Comment faire couple ? Déjà faire duo. Danser à deux, ensemble, tantôt corps à corps, tantôt en tandem ou en miroir. Sarah Baltzinger et Filippo Gualandris (il a remplacé au pied levé Isaiah Wilson blessé à la main, à gauche sur la photo) explorent cette question dans le moindre détail de leur corps. Tenter de créer une structure qui inclurait les deux registres de ce duo ; une mégastructure, grande et à géométrie variable car elle comprendrait les deux corps et leurs assemblages mais aussi leurs mouvements séparés. Dans l’espace nu et noir, ils s’empoignent et se meuvent l’un l’autre, par parties et membres comme si le corps de chacun n’était plus un organisme mais un mécano dont on pourrait bouger les pièces, s’amuser à le démonter et remonter autrement. Parfois, les deux êtres s’enchevêtrent et ressemblent à des chimères comme un.e humain.e bicéphale qui se déplace sur trois jambes. Animal hybride, composite et protéiforme.

Une autre comparaison pour approcher le travail chorégraphique radical et original de Mégastructure serait celle du Rubik’s cube. On cherche la solution en articulant et désarticulant les éléments simples de l’objet. Les bandes de couleurs seraient ici chaque membre du corps : mains, pieds, nuques, bras, têtes, avant-bras, chevilles doigts, etc., que l’on tournerait dans tous les sens mais sans vouloir nécessairement parvenir ici, à une solution précise. D’ailleurs, quand on réussit un Rubik’s cube, on s’emploie immédiatement à le défaire pour le plaisir de le refaire, l’excitation est dans la recherche et la vitesse. Entre les deux corps dansants, les gestes, les postures, les mouvements, les portés, les enroulés, les tombés, les rampés, les couchés, les assis, créent tout un lexique corporel dont les unités de sens semblent pouvoir se combiner à l’infini. Corps marionnettiques sans ficelles qui traitent de l’intérieur leur physicalité comme un langage absurde et rigolo à la fois.

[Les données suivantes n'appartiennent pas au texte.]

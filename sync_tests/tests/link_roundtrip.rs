//! Socket-based integration: feed server -> link -> inbox -> engine.

use std::time::{Duration, Instant};

use serde_json::json;
use sync_client::{inbox, LinkState, SyncLink};
use sync_shared::{config::ClientConfig, entity::EntityId, math::Vec3};
use sync_tests::{despawn, engine, snapshot, updates, FeedServer};

#[tokio::test(flavor = "multi_thread", worker_threads = 2)]
async fn snapshot_then_datagrams_reach_the_engine() -> anyhow::Result<()> {
    let _ = tracing_subscriber::fmt()
        .with_env_filter("info")
        .with_test_writer()
        .try_init();

    let server = FeedServer::bind().await?;
    let cfg = ClientConfig {
        server_addr: server.addr()?.to_string(),
        ..ClientConfig::default()
    };

    let server_handle = tokio::spawn(async move {
        let mut session = server.accept().await?;
        session.expect_snapshot_request().await?;
        session
            .send_reliable(snapshot(
                true,
                vec![
                    (1, json!({ "type": "enemy", "position": [0, 0, 0] })),
                    (2, json!({ "type": "enemy", "position": [5, 0, 0] })),
                ],
            ))
            .await?;
        tokio::time::sleep(Duration::from_millis(50)).await;
        session.send_raw_datagram(b"not json").await?;
        session
            .send_datagram(updates(vec![json!({ "id": 1, "resync": true, "position": [40, 0, 0] })]))
            .await?;
        session.send_datagram(despawn(&[2])).await?;
        tokio::time::sleep(Duration::from_millis(50)).await;
        let requests = session.snapshot_requests;
        session.disconnect("test over").await?;
        Ok::<_, anyhow::Error>(requests)
    });

    let mut link = SyncLink::connect(&cfg).await?;
    assert_eq!(link.state, LinkState::Connected);
    assert!(link.request_snapshot().await?);
    assert!(!link.request_snapshot().await?);
    assert_eq!(link.state, LinkState::Syncing);

    let (tx, mut inbox) = inbox(64);
    let link_task = link.spawn(tx);

    let mut engine = engine();
    let started = Instant::now();
    let mut now = 0.0;
    while !inbox.is_closed() && started.elapsed() < Duration::from_secs(5) {
        inbox.drain_into(&mut engine, now, 16);
        engine.frame(now);
        now += 0.02;
        tokio::time::sleep(Duration::from_millis(5)).await;
    }
    assert!(inbox.is_closed(), "link did not close");
    // let the despawned entity finish dying
    for _ in 0..100 {
        engine.frame(now);
        now += 0.02;
    }

    let forwarded = link_task.await??;
    assert_eq!(forwarded, 1, "only the snapshot travels over the reliable stream");
    assert_eq!(server_handle.await??, 1);

    assert!(engine.contains(EntityId(1)));
    assert!(!engine.contains(EntityId(2)));
    let pos = engine.render_position(EntityId(1)).unwrap_or(Vec3::ZERO);
    assert!((pos.x - 40.0).abs() < 1e-4, "got {pos:?}");
    assert!(engine.extension(EntityId(1), "resync").is_some());
    Ok(())
}
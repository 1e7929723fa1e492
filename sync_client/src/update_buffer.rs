//! Update buffer.
//!
//! Updates can be processed before the throttled spawn queue has
//! materialized their entity. They wait here until the spawn lands or the
//! entry expires. One entry per id; newer updates overwrite older ones.

use std::collections::HashMap;

use serde_json::{Map, Value};
use sync_shared::entity::EntityId;
use tracing::{debug, warn};

use crate::pause::{PauseSpan, TimeShift};

#[derive(Debug, Clone, PartialEq)]
pub struct BufferedUpdate {
    pub payload: Map<String, Value>,
    pub expires_at: f64,
}

#[derive(Debug, Clone, Copy, PartialEq, Eq)]
pub enum BufferOutcome {
    Stored,
    /// Replaced an older entry for the same id.
    Refreshed,
    /// Buffer stayed over capacity after sweeping expired entries.
    Dropped,
}

#[derive(Debug)]
pub struct UpdateBuffer {
    entries: HashMap<EntityId, BufferedUpdate>,
    ttl: f64,
    cap: usize,
    sweep_interval: f64,
    last_sweep: Option<f64>,
}

impl UpdateBuffer {
    pub fn new(ttl: f64, cap: usize, sweep_interval: f64) -> Self {
        Self {
            entries: HashMap::new(),
            ttl,
            cap,
            sweep_interval,
            last_sweep: None,
        }
    }

    /// Stores or refreshes the update for `id`.
    ///
    /// When a new id would exceed the cap, expired entries are evicted first;
    /// if the buffer is still full the update is dropped.
    pub fn buffer_update(
        &mut self,
        id: EntityId,
        payload: Map<String, Value>,
        now: f64,
    ) -> (BufferOutcome, usize) {
        let entry = BufferedUpdate {
            payload,
            expires_at: now + self.ttl,
        };
        if let Some(slot) = self.entries.get_mut(&id) {
            *slot = entry;
            return (BufferOutcome::Refreshed, 0);
        }
        let mut evicted = 0;
        if self.entries.len() >= self.cap {
            evicted = self.evict_expired(now);
            if self.entries.len() >= self.cap {
                warn!(id = ?id, cap = self.cap, "Update buffer full, dropping update");
                return (BufferOutcome::Dropped, evicted);
            }
        }
        self.entries.insert(id, entry);
        (BufferOutcome::Stored, evicted)
    }

    /// Removes and returns the entry for `id` if it has not expired.
    pub fn take(&mut self, id: EntityId, now: f64) -> Option<BufferedUpdate> {
        self.entries.remove(&id).filter(|e| e.expires_at > now)
    }

    pub fn discard(&mut self, id: EntityId) -> bool {
        self.entries.remove(&id).is_some()
    }

    pub fn contains(&self, id: EntityId) -> bool {
        self.entries.contains_key(&id)
    }

    /// Sweeps expired entries, at most once per sweep interval.
    ///
    /// Returns the number evicted, or `None` if the sweep was skipped.
    pub fn cleanup_expired(&mut self, now: f64) -> Option<usize> {
        if let Some(last) = self.last_sweep {
            if now - last < self.sweep_interval {
                return None;
            }
        }
        self.last_sweep = Some(now);
        let evicted = self.evict_expired(now);
        if evicted > 0 {
            debug!(evicted, remaining = self.entries.len(), "Expired buffered updates");
        }
        Some(evicted)
    }

    fn evict_expired(&mut self, now: f64) -> usize {
        let before = self.entries.len();
        self.entries.retain(|_, e| e.expires_at > now);
        before - self.entries.len()
    }

    pub fn len(&self) -> usize {
        self.entries.len()
    }

    pub fn is_empty(&self) -> bool {
        self.entries.is_empty()
    }

    pub fn clear(&mut self) {
        self.entries.clear();
        self.last_sweep = None;
    }
}

impl TimeShift for UpdateBuffer {
    fn shift_time(&mut self, span: &PauseSpan) {
        for entry in self.entries.values_mut() {
            entry.expires_at += span.offset(entry.expires_at - self.ttl);
        }
        if let Some(last) = &mut self.last_sweep {
            *last += span.offset(*last);
        }
    }
}
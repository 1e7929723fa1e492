//! Server link.
//!
//! The link maintains:
//! - A reliable control stream (handshake, snapshot request, snapshots)
//! - An unreliable datagram socket (update and despawn batches)
//! - An inbox that buffers received messages until the next render frame
//!
//! Network tasks never touch the engine. They push into the inbox, and the
//! frame loop drains it on its own thread, so message handling and frame
//! processing never run concurrently.

use std::net::{IpAddr, Ipv4Addr, SocketAddr};

use anyhow::Context;
use async_trait::async_trait;
use sync_shared::{
    config::ClientConfig,
    net::{ClientId, NetMsg, ReliableConn, SyncMsg, UnreliableConn, PROTOCOL_VERSION},
    render::VisualBackend,
};
use tokio::{
    net::TcpStream,
    sync::mpsc::{self, error::TryRecvError},
    task::JoinHandle,
};
use tracing::{debug, info, warn};

use crate::engine::SyncEngine;

/// Link connection state.
#[derive(Debug, Clone, Copy, PartialEq, Eq)]
pub enum LinkState {
    /// Handshake done, no snapshot requested yet.
    Connected,
    /// Snapshot requested; messages are flowing.
    Syncing,
    Disconnected,
}

/// A stream of sync messages. `Ok(None)` means the source closed cleanly.
#[async_trait]
pub trait MessageSource: Send {
    async fn next_message(&mut self) -> anyhow::Result<Option<SyncMsg>>;
}

#[async_trait]
impl MessageSource for ReliableConn {
    async fn next_message(&mut self) -> anyhow::Result<Option<SyncMsg>> {
        loop {
            match self.recv().await? {
                NetMsg::Sync(msg) => return Ok(Some(msg)),
                NetMsg::Disconnect { reason } => {
                    info!(reason = %reason, "Disconnected by server");
                    return Ok(None);
                }
                other => debug!(?other, "Unhandled reliable message"),
            }
        }
    }
}

#[async_trait]
impl MessageSource for UnreliableConn {
    async fn next_message(&mut self) -> anyhow::Result<Option<SyncMsg>> {
        loop {
            match self.recv().await {
                Ok(NetMsg::Sync(msg)) => return Ok(Some(msg)),
                Ok(other) => debug!(?other, "Unexpected UDP message"),
                // A single bad datagram is not fatal.
                Err(e) if e.downcast_ref::<serde_json::Error>().is_some() => {
                    warn!(error = %e, "Dropping undecodable datagram");
                }
                Err(e) => return Err(e),
            }
        }
    }
}

/// Forwards messages from `source` into `tx` until the source closes or the
/// inbox is dropped. Returns the number forwarded.
pub async fn pump<S>(source: &mut S, tx: &mpsc::Sender<SyncMsg>) -> anyhow::Result<usize>
where
    S: MessageSource + ?Sized,
{
    let mut forwarded = 0;
    while let Some(msg) = source.next_message().await? {
        if tx.send(msg).await.is_err() {
            debug!("Inbox dropped, stopping pump");
            break;
        }
        forwarded += 1;
    }
    Ok(forwarded)
}

/// Receiving end of the message channel, drained once per frame.
#[derive(Debug)]
pub struct Inbox {
    rx: mpsc::Receiver<SyncMsg>,
    closed: bool,
}

/// Creates a bounded inbox and the sender network tasks push into.
pub fn inbox(capacity: usize) -> (mpsc::Sender<SyncMsg>, Inbox) {
    let (tx, rx) = mpsc::channel(capacity.max(1));
    (tx, Inbox { rx, closed: false })
}

impl Inbox {
    /// Applies up to `max` pending messages to `engine`. Returns how many.
    pub fn drain_into<B: VisualBackend>(&mut self, engine: &mut SyncEngine<B>, now: f64, max: usize) -> usize {
        let mut applied = 0;
        while applied < max {
            match self.rx.try_recv() {
                Ok(msg) => {
                    engine.handle_message(msg, now);
                    applied += 1;
                }
                Err(TryRecvError::Empty) => break,
                Err(TryRecvError::Disconnected) => {
                    self.closed = true;
                    break;
                }
            }
        }
        applied
    }

    /// All senders are gone and nothing is left to drain.
    pub fn is_closed(&self) -> bool {
        self.closed
    }
}

/// Connection to a sync server.
pub struct SyncLink {
    pub client_id: ClientId,
    pub state: LinkState,
    reliable: ReliableConn,
    unreliable: UnreliableConn,
}

impl SyncLink {
    /// Connects to a server and performs the handshake.
    pub async fn connect(cfg: &ClientConfig) -> anyhow::Result<Self> {
        let server_addr: SocketAddr = cfg.server_addr.parse().context("parse server_addr")?;

        info!(server = %server_addr, player = %cfg.player_name, "Connecting to server");

        // Bind UDP first so we can tell the server where to send batches.
        let bind = SocketAddr::new(IpAddr::V4(Ipv4Addr::LOCALHOST), 0);
        let unreliable = UnreliableConn::connect(bind, server_addr).await?;
        let client_udp_port = unreliable.local_addr().context("udp local_addr")?.port();

        let stream = TcpStream::connect(server_addr).await.context("tcp connect")?;
        let mut reliable = ReliableConn::new(stream);

        reliable
            .send(&NetMsg::Hello {
                protocol: PROTOCOL_VERSION,
            })
            .await?;
        reliable.send(&NetMsg::UdpHello { client_udp_port }).await?;

        let client_id = match reliable.recv().await? {
            NetMsg::Welcome { client_id } => client_id,
            other => anyhow::bail!("expected Welcome, got {other:?}"),
        };

        info!(client_id = ?client_id, "Connected to server");

        Ok(Self {
            client_id,
            state: LinkState::Connected,
            reliable,
            unreliable,
        })
    }

    /// Asks for the full snapshot. Only the first call per connection sends
    /// anything; returns whether a request went out.
    pub async fn request_snapshot(&mut self) -> anyhow::Result<bool> {
        if self.state != LinkState::Connected {
            return Ok(false);
        }
        self.reliable.send(&NetMsg::RequestSnapshot).await?;
        self.state = LinkState::Syncing;
        info!("Requested snapshot");
        Ok(true)
    }

    pub fn server_peer(&self) -> anyhow::Result<SocketAddr> {
        self.reliable.peer_addr()
    }

    /// Moves both channels into background tasks feeding `tx`.
    ///
    /// The returned task finishes when the reliable stream closes; the
    /// datagram task is stopped with it.
    pub fn spawn(self, tx: mpsc::Sender<SyncMsg>) -> JoinHandle<anyhow::Result<usize>> {
        let SyncLink {
            client_id,
            mut reliable,
            mut unreliable,
            ..
        } = self;
        tokio::spawn(async move {
            let udp_tx = tx.clone();
            let datagrams = tokio::spawn(async move { pump(&mut unreliable, &udp_tx).await });
            let result = pump(&mut reliable, &tx).await;
            datagrams.abort();
            info!(client_id = ?client_id, "Link closed");
            result
        })
    }
}

#[cfg(test)]
mod tests {
    use std::collections::VecDeque;

    use super::*;
    use sync_shared::{
        config::SyncConfig,
        entity::EntityId,
        net::{DespawnBatch, SnapshotMsg},
        render::HeadlessVisuals,
    };

    struct Scripted(VecDeque<SyncMsg>);

    #[async_trait]
    impl MessageSource for Scripted {
        async fn next_message(&mut self) -> anyhow::Result<Option<SyncMsg>> {
            Ok(self.0.pop_front())
        }
    }

    fn despawn(id: u64) -> SyncMsg {
        SyncMsg::Despawn {
            ids: DespawnBatch::One(id.into()),
        }
    }

    #[tokio::test]
    async fn pump_forwards_until_source_closes() {
        let mut source = Scripted(VecDeque::from(vec![
            SyncMsg::Snapshot(SnapshotMsg::default()),
            despawn(1),
            despawn(2),
        ]));
        let (tx, mut inbox) = inbox(8);
        let forwarded = pump(&mut source, &tx).await.unwrap();
        assert_eq!(forwarded, 3);
        drop(tx);

        let mut engine = SyncEngine::new(SyncConfig::default(), HeadlessVisuals::new());
        assert_eq!(inbox.drain_into(&mut engine, 0.0, 2), 2);
        assert!(!inbox.is_closed());
        assert_eq!(inbox.drain_into(&mut engine, 0.0, 10), 1);
        assert_eq!(inbox.drain_into(&mut engine, 0.0, 10), 0);
        assert!(inbox.is_closed());
        assert!(!engine.contains(EntityId(1)));
    }

    #[tokio::test]
    async fn pump_stops_when_inbox_is_dropped() {
        let mut source = Scripted(VecDeque::from(vec![despawn(1), despawn(2)]));
        let (tx, inbox) = inbox(4);
        drop(inbox);
        assert_eq!(pump(&mut source, &tx).await.unwrap(), 0);
    }
}
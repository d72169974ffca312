use criterion::{criterion_group, criterion_main, Criterion};
use std::path::Path;

use mailpager::mime::walker::{walk_literal, BodyContent};
use mailpager::page::seq_window;

fn bench_walk_literal(c: &mut Criterion) {
    let fixture_path = Path::new(env!("CARGO_MANIFEST_DIR"))
        .join("tests")
        .join("fixtures")
        .join("mixed.eml");
    let raw = std::fs::read(&fixture_path).expect("read fixture");

    c.bench_function("walk_mixed_literal", |b| {
        b.iter(|| {
            let mut content = BodyContent::default();
            walk_literal(&raw, &mut content);
            content.attachments.len()
        })
    });
}

fn bench_seq_window(c: &mut Criterion) {
    c.bench_function("seq_window_large_mailbox", |b| {
        b.iter(|| {
            let mut hits = 0u32;
            for page in 1..=200u32 {
                if seq_window(100_000, page, 50).is_some() {
                    hits += 1;
                }
            }
            hits
        })
    });
}

criterion_group!(benches, bench_walk_literal, bench_seq_window);
criterion_main!(benches);
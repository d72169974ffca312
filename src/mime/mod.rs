//! MIME-level decoding: envelope header fields and raw body literals.

pub mod header;
pub mod walker;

Un travail intense et fou. Impressionnant et sans musique. Ou plutôt avec la seule musique des corps qui dansent : bruits des pas, des pieds et des mains qui frappent le sol comme des percussions. Les souffles aussi ont leur musicalité naturelle avec des variations de rythme et de hauteur de son. Ce n’est pas tout, Sarah Baltzinger développe une chorégraphie du regard saisissante. Ses mouvements d’yeux, ses regards changeants sont autant d’adresses au public, autant de façons de l’embarquer dans la recherche, pour son bonheur. Chose remarquable, le caractère mécanique de la chorégraphie ne manque cependant pas de susciter des émotions fortes. Elles sont augmentées par la grande proximité entre les corps dansants et le corps percevant du public.

Au final le duo fait-il couple ? Oui, mais pas au sens romantique. Plutôt comme en physique où le couple est une expression du « moment de la force », c’est-à-dire d’une combinaison de deux forces dans une action de déplacement rotatif. Ici, la force démultipliée est immense en intensité et la rotation se fait autour d’un axe imaginaire et mouvant, celui d’une danse qui ne cesse de s’inventer.

Mais ce mouvement sans fin, n’est-ce pas le propre de tout vivant ? Se pourrait-il que ça danse dans la nature sans sujet et en permanence ? (C’est fou comme danser peut faire penser !)

Bravo ! Un méga merci à Sarah et Filippo.